### [Work required]
Please go through the records below and return every line holding the word "problems".

[Saved data entries]

* * * *

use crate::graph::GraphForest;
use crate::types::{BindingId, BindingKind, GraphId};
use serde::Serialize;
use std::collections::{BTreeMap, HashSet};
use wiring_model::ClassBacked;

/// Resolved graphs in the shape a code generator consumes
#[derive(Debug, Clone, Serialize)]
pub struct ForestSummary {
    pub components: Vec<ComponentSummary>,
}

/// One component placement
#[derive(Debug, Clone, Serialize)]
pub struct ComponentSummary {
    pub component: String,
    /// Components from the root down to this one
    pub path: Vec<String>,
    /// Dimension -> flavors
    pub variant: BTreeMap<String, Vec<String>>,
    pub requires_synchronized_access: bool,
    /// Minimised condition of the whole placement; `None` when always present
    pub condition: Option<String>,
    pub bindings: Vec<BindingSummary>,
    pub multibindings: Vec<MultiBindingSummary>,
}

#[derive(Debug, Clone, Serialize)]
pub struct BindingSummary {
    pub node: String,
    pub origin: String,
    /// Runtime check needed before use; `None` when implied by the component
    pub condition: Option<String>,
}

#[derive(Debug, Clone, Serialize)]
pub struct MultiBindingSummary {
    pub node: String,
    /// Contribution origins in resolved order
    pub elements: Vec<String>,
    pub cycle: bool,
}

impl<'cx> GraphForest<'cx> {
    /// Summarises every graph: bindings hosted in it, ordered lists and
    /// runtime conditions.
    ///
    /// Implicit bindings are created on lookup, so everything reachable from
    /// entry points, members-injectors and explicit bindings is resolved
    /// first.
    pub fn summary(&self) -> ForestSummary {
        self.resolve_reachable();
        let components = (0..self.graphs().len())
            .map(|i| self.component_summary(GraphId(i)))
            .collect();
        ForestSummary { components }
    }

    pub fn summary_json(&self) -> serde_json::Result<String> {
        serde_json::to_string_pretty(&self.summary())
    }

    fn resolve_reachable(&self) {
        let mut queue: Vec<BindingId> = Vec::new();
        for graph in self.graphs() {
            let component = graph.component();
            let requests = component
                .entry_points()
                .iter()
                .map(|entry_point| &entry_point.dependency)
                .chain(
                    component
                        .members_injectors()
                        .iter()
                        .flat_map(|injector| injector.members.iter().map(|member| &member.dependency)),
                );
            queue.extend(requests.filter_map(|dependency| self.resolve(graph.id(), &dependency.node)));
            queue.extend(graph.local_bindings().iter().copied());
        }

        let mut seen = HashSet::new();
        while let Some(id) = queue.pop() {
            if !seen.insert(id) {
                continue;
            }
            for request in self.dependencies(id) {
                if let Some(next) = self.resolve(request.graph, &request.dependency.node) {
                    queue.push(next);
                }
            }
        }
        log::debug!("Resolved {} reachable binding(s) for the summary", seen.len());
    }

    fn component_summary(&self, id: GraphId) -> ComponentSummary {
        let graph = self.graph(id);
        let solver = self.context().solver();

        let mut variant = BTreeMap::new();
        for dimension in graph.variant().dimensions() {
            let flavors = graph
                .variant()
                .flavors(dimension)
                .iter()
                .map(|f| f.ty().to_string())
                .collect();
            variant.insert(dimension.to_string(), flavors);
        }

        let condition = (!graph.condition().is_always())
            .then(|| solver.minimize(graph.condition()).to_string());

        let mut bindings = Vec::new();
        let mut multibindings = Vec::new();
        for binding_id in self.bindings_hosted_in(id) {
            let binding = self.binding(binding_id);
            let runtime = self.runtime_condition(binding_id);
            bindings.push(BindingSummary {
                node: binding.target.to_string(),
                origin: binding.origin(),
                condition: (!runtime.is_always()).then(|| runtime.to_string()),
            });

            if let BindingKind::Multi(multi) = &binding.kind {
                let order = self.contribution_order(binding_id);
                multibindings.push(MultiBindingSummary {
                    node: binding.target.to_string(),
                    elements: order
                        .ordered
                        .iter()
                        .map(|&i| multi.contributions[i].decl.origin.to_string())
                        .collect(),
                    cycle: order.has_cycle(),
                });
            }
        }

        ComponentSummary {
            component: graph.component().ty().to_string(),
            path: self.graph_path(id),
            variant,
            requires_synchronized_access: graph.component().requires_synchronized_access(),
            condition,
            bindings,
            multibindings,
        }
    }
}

* * * *

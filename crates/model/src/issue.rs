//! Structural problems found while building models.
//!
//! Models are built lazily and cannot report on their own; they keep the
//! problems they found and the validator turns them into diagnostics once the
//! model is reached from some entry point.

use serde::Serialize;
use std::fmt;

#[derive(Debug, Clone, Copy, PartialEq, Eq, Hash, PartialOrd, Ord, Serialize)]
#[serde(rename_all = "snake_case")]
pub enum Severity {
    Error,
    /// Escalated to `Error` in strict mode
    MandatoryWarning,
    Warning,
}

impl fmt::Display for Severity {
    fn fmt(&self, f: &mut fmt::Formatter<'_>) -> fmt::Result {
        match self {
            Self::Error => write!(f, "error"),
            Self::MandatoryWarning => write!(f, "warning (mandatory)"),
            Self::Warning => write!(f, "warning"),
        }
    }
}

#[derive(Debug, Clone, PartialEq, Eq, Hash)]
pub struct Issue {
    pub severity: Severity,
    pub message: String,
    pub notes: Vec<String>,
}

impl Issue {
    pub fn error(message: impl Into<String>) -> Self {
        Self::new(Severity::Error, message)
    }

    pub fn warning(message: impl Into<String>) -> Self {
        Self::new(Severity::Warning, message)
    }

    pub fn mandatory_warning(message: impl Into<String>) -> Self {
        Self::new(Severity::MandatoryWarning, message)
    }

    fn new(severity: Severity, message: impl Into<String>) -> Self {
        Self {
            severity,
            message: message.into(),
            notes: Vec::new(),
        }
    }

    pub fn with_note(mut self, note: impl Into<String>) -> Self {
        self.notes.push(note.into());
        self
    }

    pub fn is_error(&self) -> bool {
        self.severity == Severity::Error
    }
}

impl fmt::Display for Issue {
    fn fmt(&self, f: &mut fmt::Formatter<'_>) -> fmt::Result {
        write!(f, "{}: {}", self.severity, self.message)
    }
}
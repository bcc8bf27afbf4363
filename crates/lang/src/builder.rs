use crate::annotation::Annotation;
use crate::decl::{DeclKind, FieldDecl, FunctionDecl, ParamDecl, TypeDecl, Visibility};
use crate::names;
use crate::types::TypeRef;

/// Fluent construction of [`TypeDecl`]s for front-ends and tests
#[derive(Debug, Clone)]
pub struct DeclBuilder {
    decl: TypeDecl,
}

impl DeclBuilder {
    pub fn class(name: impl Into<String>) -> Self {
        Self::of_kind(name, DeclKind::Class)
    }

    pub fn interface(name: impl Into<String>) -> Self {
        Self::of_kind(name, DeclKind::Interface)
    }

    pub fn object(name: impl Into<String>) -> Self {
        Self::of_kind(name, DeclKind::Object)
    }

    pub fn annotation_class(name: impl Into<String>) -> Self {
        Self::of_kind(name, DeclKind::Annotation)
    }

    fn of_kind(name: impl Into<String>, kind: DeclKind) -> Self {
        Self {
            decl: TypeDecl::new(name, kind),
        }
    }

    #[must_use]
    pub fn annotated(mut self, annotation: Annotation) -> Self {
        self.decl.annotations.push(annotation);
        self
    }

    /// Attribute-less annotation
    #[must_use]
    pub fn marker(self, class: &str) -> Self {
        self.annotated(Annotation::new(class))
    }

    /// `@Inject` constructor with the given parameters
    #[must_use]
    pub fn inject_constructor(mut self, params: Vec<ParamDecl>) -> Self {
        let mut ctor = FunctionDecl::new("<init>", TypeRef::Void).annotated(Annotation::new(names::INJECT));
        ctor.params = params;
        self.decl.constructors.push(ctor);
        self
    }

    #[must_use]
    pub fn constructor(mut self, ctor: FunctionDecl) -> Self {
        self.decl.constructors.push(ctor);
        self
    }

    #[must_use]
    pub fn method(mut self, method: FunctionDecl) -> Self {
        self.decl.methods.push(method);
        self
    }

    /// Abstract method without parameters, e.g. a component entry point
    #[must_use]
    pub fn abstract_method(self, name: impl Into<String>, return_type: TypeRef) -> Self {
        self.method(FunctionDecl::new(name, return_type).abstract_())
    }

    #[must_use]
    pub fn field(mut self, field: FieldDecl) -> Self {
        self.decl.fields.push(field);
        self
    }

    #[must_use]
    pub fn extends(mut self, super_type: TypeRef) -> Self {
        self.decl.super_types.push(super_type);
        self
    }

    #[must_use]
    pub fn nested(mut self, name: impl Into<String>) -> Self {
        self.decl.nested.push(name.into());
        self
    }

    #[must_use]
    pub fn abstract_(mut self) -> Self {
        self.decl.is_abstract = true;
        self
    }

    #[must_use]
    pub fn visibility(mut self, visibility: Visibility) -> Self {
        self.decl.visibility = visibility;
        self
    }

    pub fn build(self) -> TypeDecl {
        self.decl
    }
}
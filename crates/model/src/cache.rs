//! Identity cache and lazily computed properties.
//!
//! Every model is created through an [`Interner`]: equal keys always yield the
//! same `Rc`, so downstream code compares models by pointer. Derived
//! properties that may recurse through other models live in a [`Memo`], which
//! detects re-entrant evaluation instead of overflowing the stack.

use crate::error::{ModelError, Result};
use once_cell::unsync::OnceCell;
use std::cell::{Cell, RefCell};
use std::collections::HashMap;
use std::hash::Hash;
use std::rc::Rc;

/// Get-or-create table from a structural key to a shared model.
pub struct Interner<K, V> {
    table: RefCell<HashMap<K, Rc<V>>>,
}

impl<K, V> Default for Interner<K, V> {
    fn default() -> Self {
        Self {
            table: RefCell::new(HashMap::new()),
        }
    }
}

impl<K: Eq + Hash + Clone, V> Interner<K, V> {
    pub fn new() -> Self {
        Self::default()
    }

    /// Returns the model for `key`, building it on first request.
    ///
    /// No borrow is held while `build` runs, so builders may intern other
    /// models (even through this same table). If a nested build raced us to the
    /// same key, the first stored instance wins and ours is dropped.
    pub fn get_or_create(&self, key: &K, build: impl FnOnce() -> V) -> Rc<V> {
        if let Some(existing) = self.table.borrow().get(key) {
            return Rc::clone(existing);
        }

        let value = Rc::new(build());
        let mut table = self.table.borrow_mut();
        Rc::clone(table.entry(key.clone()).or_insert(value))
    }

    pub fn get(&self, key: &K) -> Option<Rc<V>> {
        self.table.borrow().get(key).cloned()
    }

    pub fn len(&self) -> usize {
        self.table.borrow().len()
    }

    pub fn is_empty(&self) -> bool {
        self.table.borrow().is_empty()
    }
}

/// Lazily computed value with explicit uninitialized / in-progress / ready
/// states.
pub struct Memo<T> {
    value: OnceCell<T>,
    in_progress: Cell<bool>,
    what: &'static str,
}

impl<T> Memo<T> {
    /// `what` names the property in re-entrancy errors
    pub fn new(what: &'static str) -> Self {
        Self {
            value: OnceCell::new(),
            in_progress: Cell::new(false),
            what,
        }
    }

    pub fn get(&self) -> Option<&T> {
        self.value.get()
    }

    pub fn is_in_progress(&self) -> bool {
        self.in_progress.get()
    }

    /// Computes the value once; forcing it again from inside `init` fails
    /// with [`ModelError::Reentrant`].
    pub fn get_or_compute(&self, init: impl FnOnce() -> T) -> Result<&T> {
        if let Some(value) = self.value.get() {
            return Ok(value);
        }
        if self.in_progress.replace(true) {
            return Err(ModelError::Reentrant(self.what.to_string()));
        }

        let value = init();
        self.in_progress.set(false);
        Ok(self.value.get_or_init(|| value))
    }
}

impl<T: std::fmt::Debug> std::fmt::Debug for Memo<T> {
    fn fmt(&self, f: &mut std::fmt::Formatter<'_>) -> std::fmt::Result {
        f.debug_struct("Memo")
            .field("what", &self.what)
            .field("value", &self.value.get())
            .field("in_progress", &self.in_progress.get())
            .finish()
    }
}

* * * *

### [Exercise solution]
//! Structural problems found while building models.
//! problems they found and the validator turns them into diagnostics once the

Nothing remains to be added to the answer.